* [Task requirements]: Which lines in the data below contain the string "sequential"? Show each one.

Dataset excerpts

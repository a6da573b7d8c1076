//! Batch processing of sensor packages
//!
//! Each package is computed independently. Parallel runs use rayon; the
//! outcome list always follows the input order.

use rayon::prelude::*;
use std::path::Path;
use std::time::Instant;
use tracing::{error, info, warn, Level};

use crate::error::{Result, TrackerError};
use crate::factory::{build, parse_values};
use crate::models::{Package, WorkoutRecord};
use crate::training::Training;

/// Configuration for batch runs
#[derive(Debug, Clone)]
pub struct BatchConfig {
    /// Process packages on the rayon thread pool
    pub parallel: bool,
    /// Number of threads for parallel processing
    pub num_threads: Option<usize>,
}

impl Default for BatchConfig {
    fn default() -> Self {
        Self {
            parallel: false,
            num_threads: None, // Use rayon default (number of CPUs)
        }
    }
}

/// Result of computing one package
#[derive(Debug)]
pub struct PackageOutcome {
    /// Position of the package in the input
    pub index: usize,
    pub workout_type: String,
    pub result: Result<WorkoutRecord>,
}

impl PackageOutcome {
    pub fn is_success(&self) -> bool {
        self.result.is_ok()
    }
}

/// Summary of a batch run
#[derive(Debug)]
pub struct BatchSummary {
    pub total: usize,
    pub successful: usize,
    pub failed: usize,
    pub duration_ms: u128,
    /// Per-package outcomes in input order
    pub outcomes: Vec<PackageOutcome>,
}

impl BatchSummary {
    /// Records of the successful packages, in input order
    pub fn records(&self) -> Vec<&WorkoutRecord> {
        self.outcomes
            .iter()
            .filter_map(|o| o.result.as_ref().ok())
            .collect()
    }

    /// Failed packages with their errors
    pub fn errors(&self) -> Vec<(usize, &TrackerError)> {
        self.outcomes
            .iter()
            .filter_map(|o| o.result.as_ref().err().map(|e| (o.index, e)))
            .collect()
    }

    pub fn is_fully_successful(&self) -> bool {
        self.failed == 0
    }
}

/// Compute one package end to end
pub fn process_package(package: &Package) -> Result<WorkoutRecord> {
    build(package)?.summarize()
}

/// Compute every package, keeping input order
pub fn process_batch(packages: &[Package], config: &BatchConfig) -> Result<BatchSummary> {
    let start = Instant::now();

    let outcome_for = |(index, package): (usize, &Package)| PackageOutcome {
        index,
        workout_type: package.workout_type.clone(),
        result: process_package(package),
    };

    let outcomes: Vec<PackageOutcome> = if config.parallel {
        match config.num_threads {
            Some(threads) => {
                let pool = rayon::ThreadPoolBuilder::new()
                    .num_threads(threads)
                    .build()
                    .map_err(|e| TrackerError::Configuration(e.to_string()))?;
                pool.install(|| packages.par_iter().enumerate().map(outcome_for).collect())
            }
            None => packages.par_iter().enumerate().map(outcome_for).collect(),
        }
    } else {
        packages.iter().enumerate().map(outcome_for).collect()
    };

    for outcome in &outcomes {
        if let Err(e) = &outcome.result {
            log_rejection(outcome.index, &outcome.workout_type, e);
        }
    }

    let successful = outcomes.iter().filter(|o| o.is_success()).count();
    let summary = BatchSummary {
        total: outcomes.len(),
        successful,
        failed: outcomes.len() - successful,
        duration_ms: start.elapsed().as_millis(),
        outcomes,
    };

    info!(
        total = summary.total,
        successful = summary.successful,
        failed = summary.failed,
        duration_ms = summary.duration_ms as u64,
        parallel = config.parallel,
        "Batch processed"
    );

    Ok(summary)
}

fn log_rejection(index: usize, workout_type: &str, error: &TrackerError) {
    if error.severity().to_tracing_level() == Level::ERROR {
        error!(index, workout_type, error = %error, "Package failed");
    } else {
        warn!(index, workout_type, error = %error, "Package rejected");
    }
}

/// Load packages from a JSON or CSV file, chosen by extension
///
/// Decoding is all-or-nothing: a malformed row or a non-numeric CSV value
/// rejects the whole file, so a batch never runs on a silently shortened
/// input. Per-package isolation applies once packages are decoded, in
/// [`process_batch`].
pub fn load_packages<P: AsRef<Path>>(path: P) -> Result<Vec<Package>> {
    let path = path.as_ref();
    let extension = path
        .extension()
        .and_then(|e| e.to_str())
        .map(|e| e.to_lowercase());

    match extension.as_deref() {
        Some("json") => {
            let content = std::fs::read_to_string(path)?;
            parse_json_packages(&content)
        }
        Some("csv") => {
            let content = std::fs::read_to_string(path)?;
            parse_csv_packages(&content)
        }
        other => Err(TrackerError::Parse {
            format: other.unwrap_or("none").to_string(),
            reason: format!("unsupported package file: {}", path.display()),
        }),
    }
}

/// Parse a JSON array of packages
pub fn parse_json_packages(content: &str) -> Result<Vec<Package>> {
    serde_json::from_str(content).map_err(|e| TrackerError::Parse {
        format: "json".to_string(),
        reason: e.to_string(),
    })
}

/// Parse CSV rows of the form `CODE,value,value,...`
///
/// Fails on the first row that cannot be decoded.
pub fn parse_csv_packages(content: &str) -> Result<Vec<Package>> {
    let mut reader = csv::ReaderBuilder::new()
        .has_headers(false)
        .flexible(true)
        .trim(csv::Trim::All)
        .comment(Some(b'#'))
        .from_reader(content.as_bytes());

    let mut packages = Vec::new();
    for (line, row) in reader.records().enumerate() {
        let row = row.map_err(|e| TrackerError::Parse {
            format: "csv".to_string(),
            reason: e.to_string(),
        })?;

        let mut fields = row.iter();
        let code = match fields.next() {
            Some(code) if !code.is_empty() => code.to_string(),
            _ => {
                return Err(TrackerError::Parse {
                    format: "csv".to_string(),
                    reason: format!("row {} has no workout type", line + 1),
                })
            }
        };
        let raw: Vec<&str> = fields.collect();
        let data = parse_values(&code, &raw)?;
        packages.push(Package::new(code, data));
    }

    Ok(packages)
}

#[cfg(test)]
mod tests {
    use super::*;
    use crate::models::sample_packages;
    use std::io::Write;
    use tempfile::Builder;

    #[test]
    fn test_sample_batch() {
        let summary = process_batch(&sample_packages(), &BatchConfig::default()).unwrap();

        assert_eq!(summary.total, 3);
        assert!(summary.is_fully_successful());

        let types: Vec<_> = summary
            .records()
            .iter()
            .map(|r| r.training_type.clone())
            .collect();
        assert_eq!(types, vec!["Swimming", "Running", "SportsWalking"]);
    }

    #[test]
    fn test_failures_do_not_stop_batch() {
        let packages = vec![
            Package::new("RUN", vec![15000.0, 1.0, 75.0]),
            Package::new("XYZ", vec![1.0, 2.0, 3.0]),
            Package::new("RUN", vec![15000.0, 0.0, 75.0]),
            Package::new("SWM", vec![720.0, 1.0, 80.0, 25.0, 40.0]),
        ];

        let summary = process_batch(&packages, &BatchConfig::default()).unwrap();
        assert_eq!(summary.successful, 2);
        assert_eq!(summary.failed, 2);

        let errors = summary.errors();
        assert_eq!(errors[0].0, 1);
        assert!(matches!(errors[0].1, TrackerError::UnknownWorkoutType { .. }));
        assert_eq!(errors[1].0, 2);
        assert!(matches!(errors[1].1, TrackerError::DivisionByZero { .. }));
    }

    #[test]
    fn test_parallel_preserves_order() {
        let packages: Vec<Package> = (1..=200)
            .map(|i| Package::new("RUN", vec![i as f64 * 100.0, 1.0, 70.0]))
            .collect();

        let sequential = process_batch(&packages, &BatchConfig::default()).unwrap();
        let parallel = process_batch(
            &packages,
            &BatchConfig {
                parallel: true,
                num_threads: Some(4),
            },
        )
        .unwrap();

        assert_eq!(sequential.records(), parallel.records());
        for (i, outcome) in parallel.outcomes.iter().enumerate() {
            assert_eq!(outcome.index, i);
        }
    }

    #[test]
    fn test_parse_csv_packages() {
        let content = "# code,values\nSWM,720,1,80,25,40\nRUN, 15000, 1, 75\nWLK,9000,1,75,180\n";
        let packages = parse_csv_packages(content).unwrap();

        assert_eq!(packages, sample_packages());
    }

    #[test]
    fn test_parse_csv_rejects_non_numeric() {
        let err = parse_csv_packages("RUN,15000,one,75\n").unwrap_err();
        assert!(matches!(err, TrackerError::InvalidArguments { .. }));
    }

    #[test]
    fn test_load_json_file() {
        let mut file = Builder::new().suffix(".json").tempfile().unwrap();
        write!(
            file,
            r#"[{{"workout_type":"RUN","data":[15000,1,75]}},{{"workout_type":"WLK","data":[9000,1,75,180]}}]"#
        )
        .unwrap();

        let packages = load_packages(file.path()).unwrap();
        assert_eq!(packages.len(), 2);
        assert_eq!(packages[1].workout_type, "WLK");
    }

    #[test]
    fn test_bad_csv_row_rejects_file() {
        let mut file = Builder::new().suffix(".csv").tempfile().unwrap();
        writeln!(file, "RUN,15000,1,75").unwrap();
        writeln!(file, "WLK,9000,one,75,180").unwrap();
        writeln!(file, "SWM,720,1,80,25,40").unwrap();

        let err = load_packages(file.path()).unwrap_err();
        match err {
            TrackerError::InvalidArguments { workout, reason } => {
                assert_eq!(workout, "WLK");
                assert!(reason.contains("'one'"));
            }
            other => panic!("Expected InvalidArguments, got {:?}", other),
        }
    }

    #[test]
    fn test_summary_records_elapsed_time() {
        let summary = process_batch(&sample_packages(), &BatchConfig::default()).unwrap();
        // Three packages finish well inside a second
        assert!(summary.duration_ms < 1000);
    }

    #[test]
    fn test_load_unsupported_extension() {
        let file = Builder::new().suffix(".xml").tempfile().unwrap();
        assert!(matches!(
            load_packages(file.path()),
            Err(TrackerError::Parse { .. })
        ));
    }
}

* [The completed task]:
        let sequential = process_batch(&packages, &BatchConfig::default()).unwrap();
        assert_eq!(sequential.records(), parallel.records());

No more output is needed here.